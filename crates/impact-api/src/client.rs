use reqwest::Url;
use reqwest::header::{COOKIE, SET_COOKIE};
use serde::de::DeserializeOwned;

use crate::credentials::ImpactCredentials;
use crate::error::ClientError;
use crate::schemas::{
    ArtifactMetaResponse, AsyncStatusResponse, DataEnvelope, ExecutionStatusResponse,
    ExperimentExecuteRequest, ExternalResultResponse, FmuSetupRequest, FmuSetupResponse,
    ItemsSchema, ProjectContentResponse, ProjectResponse, WorkspaceResponse,
};

impl From<reqwest::Error> for ClientError {
    fn from(error: reqwest::Error) -> Self {
        match error.status() {
            Some(status) => ClientError::from_response(status, &error.to_string()),
            None => ClientError::UnknownError(error.to_string()),
        }
    }
}

trait ResponseExt {
    fn map_to_impact_err(self) -> Result<reqwest::blocking::Response, ClientError>;
}

impl ResponseExt for reqwest::blocking::Response {
    fn map_to_impact_err(self) -> Result<reqwest::blocking::Response, ClientError> {
        if self.status().is_success() {
            Ok(self)
        } else {
            let status = self.status();
            let text = self
                .text()
                .map_err(|e| ClientError::UnknownError(e.to_string()))?;
            Err(ClientError::from_response(status, &text))
        }
    }
}

/// A client for making HTTP requests to the Impact API.
///
/// The client is the transport used by the operation layer: it queries the
/// status of compilations, executions and imports, requests cancellation and
/// fetches the resources an operation resolves to.
#[derive(Debug, Clone)]
pub struct Client {
    http_client: reqwest::blocking::Client,
    base_url: Url,
    session_cookie: Option<String>,
}

impl Client {
    /// Create a new Client with the given base URL and log in with the API key.
    pub fn new(base_url: Url, credentials: &ImpactCredentials) -> Result<Self, ClientError> {
        let mut client = Self::new_without_credentials(base_url);
        let cookie = client.login(Some(credentials))?;
        client.session_cookie = Some(cookie);
        Ok(client)
    }

    /// Create a new Client and log in without an API key.
    pub fn new_anonymous(base_url: Url) -> Result<Self, ClientError> {
        let mut client = Self::new_without_credentials(base_url);
        let cookie = client.login(None)?;
        client.session_cookie = Some(cookie);
        Ok(client)
    }

    /// Create a new Client without logging in.
    pub fn new_without_credentials(mut base_url: Url) -> Self {
        if !base_url.path().ends_with('/') {
            let path = format!("{}/", base_url.path());
            base_url.set_path(&path);
        }
        Client {
            http_client: reqwest::blocking::Client::new(),
            base_url,
            session_cookie: None,
        }
    }

    pub fn base_url(&self) -> &Url {
        &self.base_url
    }

    pub fn get_json<R>(&self, path: impl AsRef<str>) -> Result<R, ClientError>
    where
        R: DeserializeOwned,
    {
        let response = self.req(reqwest::Method::GET, path, None::<serde_json::Value>)?;
        let json = response.json::<R>()?;
        Ok(json)
    }

    pub fn post_json<T, R>(&self, path: impl AsRef<str>, body: Option<T>) -> Result<R, ClientError>
    where
        T: serde::Serialize,
        R: DeserializeOwned,
    {
        let response = self.req(reqwest::Method::POST, path, body)?;
        let json = response.json::<R>()?;
        Ok(json)
    }

    pub fn post<T>(&self, path: impl AsRef<str>, body: Option<T>) -> Result<(), ClientError>
    where
        T: serde::Serialize,
    {
        self.req(reqwest::Method::POST, path, body).map(|_| ())
    }

    pub fn put<T>(&self, path: impl AsRef<str>, body: Option<T>) -> Result<(), ClientError>
    where
        T: serde::Serialize,
    {
        self.req(reqwest::Method::PUT, path, body).map(|_| ())
    }

    pub fn delete(&self, path: impl AsRef<str>) -> Result<(), ClientError> {
        self.req(reqwest::Method::DELETE, path, None::<serde_json::Value>)
            .map(|_| ())
    }

    pub fn get_bytes(&self, path: impl AsRef<str>) -> Result<Vec<u8>, ClientError> {
        let response = self.req(reqwest::Method::GET, path, None::<serde_json::Value>)?;
        Ok(response.bytes()?.to_vec())
    }

    fn req<T: serde::Serialize>(
        &self,
        method: reqwest::Method,
        path: impl AsRef<str>,
        body: Option<T>,
    ) -> Result<reqwest::blocking::Response, ClientError> {
        let url = self.join(path.as_ref())?;
        log::debug!("{method} {url}");
        let request_builder = self.http_client.request(method, url);

        let mut request_builder = if let Some(body) = body {
            request_builder.json(&body)
        } else {
            request_builder
        };

        if let Some(cookie) = self.session_cookie.as_ref() {
            request_builder = request_builder.header(COOKIE, cookie);
        }

        let response = request_builder.send()?.map_to_impact_err()?;

        Ok(response)
    }

    /// Check if the Impact server is reachable.
    pub fn health_check(&self) -> Result<(), ClientError> {
        let url = self.join("api/")?;
        self.http_client.get(url).send()?.map_to_impact_err()?;
        Ok(())
    }

    /// Get the session cookie if it exists.
    pub fn get_session_cookie(&self) -> Option<&String> {
        self.session_cookie.as_ref()
    }

    /// Join the given path to the base URL.
    fn join(&self, path: &str) -> Result<Url, ClientError> {
        self.base_url
            .join(path.trim_start_matches('/'))
            .map_err(|e| ClientError::UnknownError(format!("Invalid url path '{path}': {e}")))
    }

    /// Log in to the Impact server, anonymously when no credentials are given.
    fn login(&self, credentials: Option<&ImpactCredentials>) -> Result<String, ClientError> {
        let url = self.join("api/login")?;

        let request = self.http_client.post(url);
        let request = match credentials {
            Some(credentials) => request.json(credentials),
            None => request.json(&serde_json::json!({})),
        };
        let res = request.send()?.map_to_impact_err()?;

        let cookie_header = res.headers().get(SET_COOKIE);
        match cookie_header.and_then(|cookie| cookie.to_str().ok()) {
            Some(cookie_str) => {
                let session = cookie_str.split(';').next().unwrap_or(cookie_str);
                Ok(session.to_string())
            }
            None => Err(ClientError::BadSessionId),
        }
    }

    /// Set up a model executable for `body`. With `get_cached` the server
    /// answers with a matching, already compiled executable if it has one.
    pub fn fmu_setup(
        &self,
        workspace_id: &str,
        body: &FmuSetupRequest,
        get_cached: bool,
    ) -> Result<FmuSetupResponse, ClientError> {
        self.post_json(fmu_setup_path(workspace_id, get_cached), Some(body))
    }

    pub fn compile_model(&self, workspace_id: &str, fmu_id: &str) -> Result<(), ClientError> {
        self.post(
            compilation_path(workspace_id, fmu_id),
            None::<serde_json::Value>,
        )
    }

    pub fn compile_status(
        &self,
        workspace_id: &str,
        fmu_id: &str,
    ) -> Result<ExecutionStatusResponse, ClientError> {
        self.get_json(compilation_path(workspace_id, fmu_id))
    }

    pub fn compile_cancel(&self, workspace_id: &str, fmu_id: &str) -> Result<(), ClientError> {
        self.delete(compilation_path(workspace_id, fmu_id))
    }

    pub fn experiment_execute(
        &self,
        workspace_id: &str,
        exp_id: &str,
        body: &ExperimentExecuteRequest,
    ) -> Result<(), ClientError> {
        self.post(execution_path(workspace_id, exp_id), Some(body))
    }

    pub fn execute_status(
        &self,
        workspace_id: &str,
        exp_id: &str,
    ) -> Result<ExecutionStatusResponse, ClientError> {
        self.get_json(execution_path(workspace_id, exp_id))
    }

    pub fn execute_cancel(&self, workspace_id: &str, exp_id: &str) -> Result<(), ClientError> {
        self.delete(execution_path(workspace_id, exp_id))
    }

    pub fn case_get(
        &self,
        workspace_id: &str,
        exp_id: &str,
        case_id: &str,
    ) -> Result<serde_json::Value, ClientError> {
        self.get_json(case_path(workspace_id, exp_id, case_id))
    }

    pub fn case_result_variables_get(
        &self,
        workspace_id: &str,
        exp_id: &str,
        case_id: &str,
    ) -> Result<Vec<String>, ClientError> {
        self.get_json(format!(
            "{}/variables",
            case_path(workspace_id, exp_id, case_id)
        ))
    }

    pub fn case_artifacts_meta_get(
        &self,
        workspace_id: &str,
        exp_id: &str,
        case_id: &str,
    ) -> Result<Vec<ArtifactMetaResponse>, ClientError> {
        let resp: DataEnvelope<ItemsSchema<ArtifactMetaResponse>> = self.get_json(format!(
            "{}/custom-artifacts",
            case_path(workspace_id, exp_id, case_id)
        ))?;
        Ok(resp.data.items)
    }

    /// Status of an import job at the location returned by the import request.
    pub fn import_status(&self, location: &str) -> Result<AsyncStatusResponse, ClientError> {
        self.get_json::<DataEnvelope<AsyncStatusResponse>>(location)
            .map(|resp| resp.data)
    }

    pub fn export_status(&self, location: &str) -> Result<AsyncStatusResponse, ClientError> {
        self.get_json::<DataEnvelope<AsyncStatusResponse>>(location)
            .map(|resp| resp.data)
    }

    pub fn workspace_conversion_status(
        &self,
        location: &str,
    ) -> Result<AsyncStatusResponse, ClientError> {
        self.get_json::<DataEnvelope<AsyncStatusResponse>>(location)
            .map(|resp| resp.data)
    }

    pub fn export_download(&self, download_uri: &str) -> Result<Vec<u8>, ClientError> {
        self.get_bytes(download_uri)
    }

    pub fn project_get(&self, project_id: &str) -> Result<ProjectResponse, ClientError> {
        self.get_json(format!("api/projects/{project_id}?vcsInfo=true"))
    }

    pub fn project_content_get(
        &self,
        project_id: &str,
        content_id: &str,
    ) -> Result<ProjectContentResponse, ClientError> {
        self.get_json(format!("api/projects/{project_id}/content/{content_id}"))
    }

    pub fn workspace_get(&self, workspace_id: &str) -> Result<WorkspaceResponse, ClientError> {
        self.get_json(format!("api/workspaces/{workspace_id}"))
    }

    pub fn external_result_get(
        &self,
        result_id: &str,
    ) -> Result<ExternalResultResponse, ClientError> {
        self.get_json::<DataEnvelope<ExternalResultResponse>>(format!(
            "api/external-result/{result_id}"
        ))
        .map(|resp| resp.data)
    }
}

fn fmu_setup_path(workspace_id: &str, get_cached: bool) -> String {
    format!("api/workspaces/{workspace_id}/model-executables?getCached={get_cached}")
}

fn compilation_path(workspace_id: &str, fmu_id: &str) -> String {
    format!("api/workspaces/{workspace_id}/model-executables/{fmu_id}/compilation")
}

fn execution_path(workspace_id: &str, exp_id: &str) -> String {
    format!("api/workspaces/{workspace_id}/experiments/{exp_id}/execution")
}

fn case_path(workspace_id: &str, exp_id: &str, case_id: &str) -> String {
    format!("api/workspaces/{workspace_id}/experiments/{exp_id}/cases/{case_id}")
}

++++++++

== Problem description ==
Whenever a line above includes the string "ExperimentExecuteRequest", copy it.

== Your response ==
    ExperimentExecuteRequest, ExternalResultResponse, FmuSetupRequest, FmuSetupResponse,
        body: &ExperimentExecuteRequest,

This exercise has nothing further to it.